◆ **Instructions to follow**
Scan the records below for the line with "loss, if any." and the line with "nonce and counter". Repeat those two lines and every line between them exactly, and nothing else.

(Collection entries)
━━━━

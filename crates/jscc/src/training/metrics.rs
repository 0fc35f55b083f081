//! Loss metrics: running-mean accumulators, PSNR, and per-epoch history.

use std::path::Path;

use serde::{Deserialize, Serialize};

/// Running mean of a scalar metric.
///
/// `result()` of an empty accumulator is 0.0. Reset at every epoch boundary.
#[derive(Debug, Clone, Default)]
pub struct Mean {
    sum: f64,
    count: usize,
}

impl Mean {
    /// Create an empty accumulator.
    pub fn new() -> Self {
        Self::default()
    }

    /// Ingest one scalar observation.
    pub fn update(&mut self, value: f64) {
        self.sum += value;
        self.count += 1;
    }

    /// The arithmetic mean of all observations since the last reset.
    pub fn result(&self) -> f64 {
        if self.count == 0 {
            0.0
        } else {
            self.sum / self.count as f64
        }
    }

    /// Number of observations since the last reset.
    pub fn count(&self) -> usize {
        self.count
    }

    /// Clear all observations.
    pub fn reset(&mut self) {
        *self = Self::new();
    }
}

/// Peak signal-to-noise ratio in dB for unit-range images.
pub fn psnr_db(mse: f64) -> f64 {
    if mse <= 0.0 {
        return f64::INFINITY;
    }
    10.0 * (1.0 / mse).log10()
}

/// One epoch's results.
#[derive(Debug, Clone, Serialize, Deserialize)]
pub struct EpochSummary {
    /// 1-based epoch index.
    pub epoch: usize,
    /// Mean training loss over the epoch.
    pub train_loss: f64,
    /// Mean test loss over the epoch.
    pub test_loss: f64,
    /// Learning rate at the end of the epoch.
    pub lr: f64,
    /// Wall-clock seconds spent in the epoch.
    pub wall_secs: f64,
}

/// Per-epoch history of training results.
#[derive(Debug, Clone, Default)]
pub struct MetricsHistory {
    entries: Vec<EpochSummary>,
}

impl MetricsHistory {
    /// Create an empty history.
    pub fn new() -> Self {
        Self::default()
    }

    /// Append one epoch's summary.
    pub fn push(&mut self, summary: EpochSummary) {
        self.entries.push(summary);
    }

    /// All recorded epochs, in order.
    pub fn entries(&self) -> &[EpochSummary] {
        &self.entries
    }

    /// The epoch with the lowest test loss, if any.
    pub fn best(&self) -> Option<&EpochSummary> {
        self.entries
            .iter()
            .min_by(|a, b| a.test_loss.total_cmp(&b.test_loss))
    }

    /// Write the history as pretty JSON.
    pub fn save_json(&self, path: &Path) -> anyhow::Result<()> {
        serde_json::to_writer_pretty(std::fs::File::create(path)?, &self.entries)?;
        Ok(())
    }
}
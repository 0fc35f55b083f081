//! Training pipeline: cosine-restart LR schedule, loss metrics, and the
//! epoch loop with best-checkpoint selection.

pub mod metrics;
pub mod schedule;
pub mod trainer;
use lattice_enclave::config::STATE_LEN;
use lattice_enclave::rng::{GeneratorState, StreamGenerator};

fn unhex(s: &str) -> Vec<u8> {
    hex::decode(s.replace(char::is_whitespace, "")).unwrap()
}

fn first_block(state_bytes: &[u8; STATE_LEN]) -> [u8; 64] {
    let mut rng = StreamGenerator::new(GeneratorState::from_bytes(state_bytes));
    let mut out = [0u8; 64];
    rng.fill_bytes(&mut out);
    out
}

#[test]
fn zero_state_matches_reference_keystream() {
    // ChaCha20 block 0 for an all-zero key, nonce and counter
    let expected = unhex(
        "76b8e0ada0f13d90405d6ae55386bd28bdd219b8a08ded1aa836efcc8b770dc7
         da41597c5157488d7724e03fb8d84a376a43b8f41518a11cc387b669b2ee6586",
    );

    assert_eq!(first_block(&[0u8; STATE_LEN]).as_slice(), expected.as_slice());
}

#[test]
fn rfc8439_block_function_vector() {
    // RFC 8439 section 2.3.2: key 00..1f, counter 1, nonce 00000009 0000004a 00000000.
    // The RFC counter and nonce words map onto the four IV words.
    let mut state = [0u8; STATE_LEN];
    for (i, b) in state[..32].iter_mut().enumerate() {
        *b = i as u8;
    }
    state[32..48].copy_from_slice(&unhex("01000000 00000009 0000004a 00000000"));

    let expected = unhex(
        "10f1e7e4d13b5915500fdd1fa32071c4c7d1f4c733c068030422aa9ac3d46c4e
         d2826446079faa0914c2d705d98b02a2b5129cd1de164eb9cbd083e8a2503c4e",
    );

    assert_eq!(first_block(&state).as_slice(), expected.as_slice());
}

#[test]
fn counter_is_xored_into_last_iv_words() {
    let mut with_counter = [0u8; STATE_LEN];
    with_counter[..32].copy_from_slice(&[0x5Au8; 32]);
    with_counter[40..44].copy_from_slice(&0x1111_1111u32.to_le_bytes());
    with_counter[44..48].copy_from_slice(&0x2222_2222u32.to_le_bytes());
    with_counter[48..56].copy_from_slice(&0x0000_0003_0000_0007u64.to_le_bytes());

    let mut folded = with_counter;
    folded[40..44].copy_from_slice(&(0x1111_1111u32 ^ 7).to_le_bytes());
    folded[44..48].copy_from_slice(&(0x2222_2222u32 ^ 3).to_le_bytes());
    folded[48..56].fill(0);

    assert_eq!(first_block(&with_counter), first_block(&folded));
}

#[test]
fn state_bytes_are_little_endian() {
    let mut bytes = [0u8; STATE_LEN];
    bytes[0] = 0x01;
    bytes[48..52].copy_from_slice(&[0x01, 0x00, 0x00, 0x00]);
    bytes[52..56].copy_from_slice(&[0x02, 0x00, 0x00, 0x00]);

    let state = GeneratorState::from_bytes(&bytes);

    assert_eq!(state.counter(), 0x0000_0002_0000_0001);
    assert_eq!(state.to_bytes(), bytes);
}

#[test]
fn state_decoding_does_not_depend_on_host_order() {
    let mut bytes = [0u8; STATE_LEN];
    for (i, b) in bytes.iter_mut().enumerate() {
        *b = (i as u8).wrapping_mul(37).wrapping_add(11);
    }

    let state = GeneratorState::from_bytes(&bytes);
    let lo = u32::from_le_bytes([bytes[48], bytes[49], bytes[50], bytes[51]]) as u64;
    let hi = u32::from_le_bytes([bytes[52], bytes[53], bytes[54], bytes[55]]) as u64;

    assert_eq!(state.counter(), lo | (hi << 32));
    assert_eq!(state.to_bytes(), bytes);
}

━━━━

◆ **Solution**
    /// The epoch with the lowest test loss, if any.
    pub fn best(&self) -> Option<&EpochSummary> {
        self.entries
            .iter()
            .min_by(|a, b| a.test_loss.total_cmp(&b.test_loss))
    }

    /// Write the history as pretty JSON.
    pub fn save_json(&self, path: &Path) -> anyhow::Result<()> {
        serde_json::to_writer_pretty(std::fs::File::create(path)?, &self.entries)?;
        Ok(())
    }
}
repository 0fc35f55b083f081
//! Training pipeline: cosine-restart LR schedule, loss metrics, and the
//! epoch loop with best-checkpoint selection.

pub mod metrics;
pub mod schedule;
pub mod trainer;
use lattice_enclave::config::STATE_LEN;
use lattice_enclave::rng::{GeneratorState, StreamGenerator};

fn unhex(s: &str) -> Vec<u8> {
    hex::decode(s.replace(char::is_whitespace, "")).unwrap()
}

fn first_block(state_bytes: &[u8; STATE_LEN]) -> [u8; 64] {
    let mut rng = StreamGenerator::new(GeneratorState::from_bytes(state_bytes));
    let mut out = [0u8; 64];
    rng.fill_bytes(&mut out);
    out
}

#[test]
fn zero_state_matches_reference_keystream() {
    // ChaCha20 block 0 for an all-zero key, nonce and counter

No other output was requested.